#### MATERIAL PROVIDED ####
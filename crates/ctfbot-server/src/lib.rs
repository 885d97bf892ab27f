// ctfbot interactions server
//
// Decision: One axum router serves /interactions and /health
// Decision: Shared state holds trait objects so tests swap in memory backends

pub mod commands;
pub mod config;
pub mod followup;
pub mod interactions;
pub mod telemetry;

use std::sync::Arc;

use axum::{
    routing::{get, post},
    Json, Router,
};
use serde::{Deserialize, Serialize};
use tower_http::trace::TraceLayer;
use tracing::error;

use ctfbot_core::{
    AuthorizationPolicy, BotError, ChatPlatform, EventCatalog, ProvisionSettings, Result,
    SingleOperatorPolicy, Snowflake, WorkspaceService,
};
use ctfbot_ctftime::CtftimeClient;
use ctfbot_discord::{DiscordRest, InteractionVerifier, ResponseData};

use crate::config::BotConfig;
use crate::followup::FollowupSink;

/// App state shared across routes
#[derive(Clone)]
pub struct AppState {
    pub catalog: Arc<dyn EventCatalog>,
    pub workspaces: Arc<WorkspaceService>,
    pub policy: Arc<dyn AuthorizationPolicy>,
    pub followups: Arc<dyn FollowupSink>,
    pub verifier: Arc<InteractionVerifier>,
    /// Serve `delctfcategory`
    pub teardown_enabled: bool,
}

impl AppState {
    /// Production wiring: CTFtime catalog, Discord REST platform and followups
    pub fn from_config(config: &BotConfig) -> Result<Self> {
        let discord = Arc::new(DiscordRest::with_base_url(
            config.discord_token.clone(),
            &config.discord_api_base_url,
        )?);
        let verifier = InteractionVerifier::from_hex(&config.public_key)
            .map_err(|e| BotError::config(format!("DISCORD_PUBLIC_KEY: {}", e)))?;

        let platform: Arc<dyn ChatPlatform> = discord.clone();
        let workspaces = WorkspaceService::new(
            platform,
            ProvisionSettings {
                reset_identity: config.reset_identity.clone(),
                announcements_channel: config.announcements_channel,
            },
        );

        Ok(Self {
            catalog: Arc::new(CtftimeClient::with_base_url(&config.ctftime_base_url)),
            workspaces: Arc::new(workspaces),
            policy: Arc::new(SingleOperatorPolicy::new(config.owner_id)),
            followups: discord,
            verifier: Arc::new(verifier),
            teardown_enabled: config.teardown_enabled,
        })
    }

    /// Deliver a followup; failures are logged, there is nobody left to tell
    pub async fn notify(&self, application_id: Snowflake, token: &str, data: ResponseData) {
        if let Err(e) = self
            .followups
            .send_followup(application_id, token, data)
            .await
        {
            error!(error = %e, "Failed to deliver followup");
        }
    }
}

#[derive(Debug, Serialize, Deserialize)]
pub struct HealthResponse {
    pub status: String,
    pub version: String,
}

async fn health() -> Json<HealthResponse> {
    Json(HealthResponse {
        status: "ok".to_string(),
        version: env!("CARGO_PKG_VERSION").to_string(),
    })
}

/// Standard error body for rejected HTTP requests
#[derive(Debug, Clone, Serialize, Deserialize)]
pub struct ErrorResponse {
    pub error: String,
}

impl ErrorResponse {
    pub fn new(error: impl Into<String>) -> Self {
        Self {
            error: error.into(),
        }
    }
}

/// Build the HTTP router
pub fn router(state: AppState) -> Router {
    Router::new()
        .route("/health", get(health))
        .route("/interactions", post(interactions::handle_interaction))
        .with_state(state)
        .layer(TraceLayer::new_for_http())
}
####
▶ [BRIEF] Copy the records above. Keep every word as it is.

▶ [PROBLEM SOLUTION]
filename crates/ctfbot-server/src/lib.rs
repository 885d97bf892ab27f
// ctfbot interactions server
//
// Decision: One axum router serves /interactions and /health
// Decision: Shared state holds trait objects so tests swap in memory backends

pub mod commands;
pub mod config;
pub mod followup;
pub mod interactions;
pub mod telemetry;

use std::sync::Arc;

use axum::{
    routing::{get, post},
    Json, Router,
};
use serde::{Deserialize, Serialize};
use tower_http::trace::TraceLayer;
use tracing::error;

use ctfbot_core::{
    AuthorizationPolicy, BotError, ChatPlatform, EventCatalog, ProvisionSettings, Result,
    SingleOperatorPolicy, Snowflake, WorkspaceService,
};
use ctfbot_ctftime::CtftimeClient;
use ctfbot_discord::{DiscordRest, InteractionVerifier, ResponseData};

use crate::config::BotConfig;
use crate::followup::FollowupSink;

/// App state shared across routes
#[derive(Clone)]
pub struct AppState {
    pub catalog: Arc<dyn EventCatalog>,
    pub workspaces: Arc<WorkspaceService>,
    pub policy: Arc<dyn AuthorizationPolicy>,
    pub followups: Arc<dyn FollowupSink>,
    pub verifier: Arc<InteractionVerifier>,
    /// Serve `delctfcategory`
    pub teardown_enabled: bool,
}

impl AppState {
    /// Production wiring: CTFtime catalog, Discord REST platform and followups
    pub fn from_config(config: &BotConfig) -> Result<Self> {
        let discord = Arc::new(DiscordRest::with_base_url(
            config.discord_token.clone(),
            &config.discord_api_base_url,
        )?);
        let verifier = InteractionVerifier::from_hex(&config.public_key)
            .map_err(|e| BotError::config(format!("DISCORD_PUBLIC_KEY: {}", e)))?;

        let platform: Arc<dyn ChatPlatform> = discord.clone();
        let workspaces = WorkspaceService::new(
            platform,
            ProvisionSettings {
                reset_identity: config.reset_identity.clone(),
                announcements_channel: config.announcements_channel,
            },
        );

        Ok(Self {
            catalog: Arc::new(CtftimeClient::with_base_url(&config.ctftime_base_url)),
            workspaces: Arc::new(workspaces),
            policy: Arc::new(SingleOperatorPolicy::new(config.owner_id)),
            followups: discord,
            verifier: Arc::new(verifier),
            teardown_enabled: config.teardown_enabled,
        })
    }

    /// Deliver a followup; failures are logged, there is nobody left to tell
    pub async fn notify(&self, application_id: Snowflake, token: &str, data: ResponseData) {
        if let Err(e) = self
            .followups
            .send_followup(application_id, token, data)
            .await
        {
            error!(error = %e, "Failed to deliver followup");
        }
    }
}

#[derive(Debug, Serialize, Deserialize)]
pub struct HealthResponse {
    pub status: String,
    pub version: String,
}

async fn health() -> Json<HealthResponse> {
    Json(HealthResponse {
        status: "ok".to_string(),
        version: env!("CARGO_PKG_VERSION").to_string(),
    })
}

/// Standard error body for rejected HTTP requests
#[derive(Debug, Clone, Serialize, Deserialize)]
pub struct ErrorResponse {
    pub error: String,
}

impl ErrorResponse {
    pub fn new(error: impl Into<String>) -> Self {
        Self {
            error: error.into(),
        }
    }
}

/// Build the HTTP router
pub fn router(state: AppState) -> Router {
    Router::new()
        .route("/health", get(health))
        .route("/interactions", post(interactions::handle_interaction))
        .with_state(state)
        .layer(TraceLayer::new_for_http())
}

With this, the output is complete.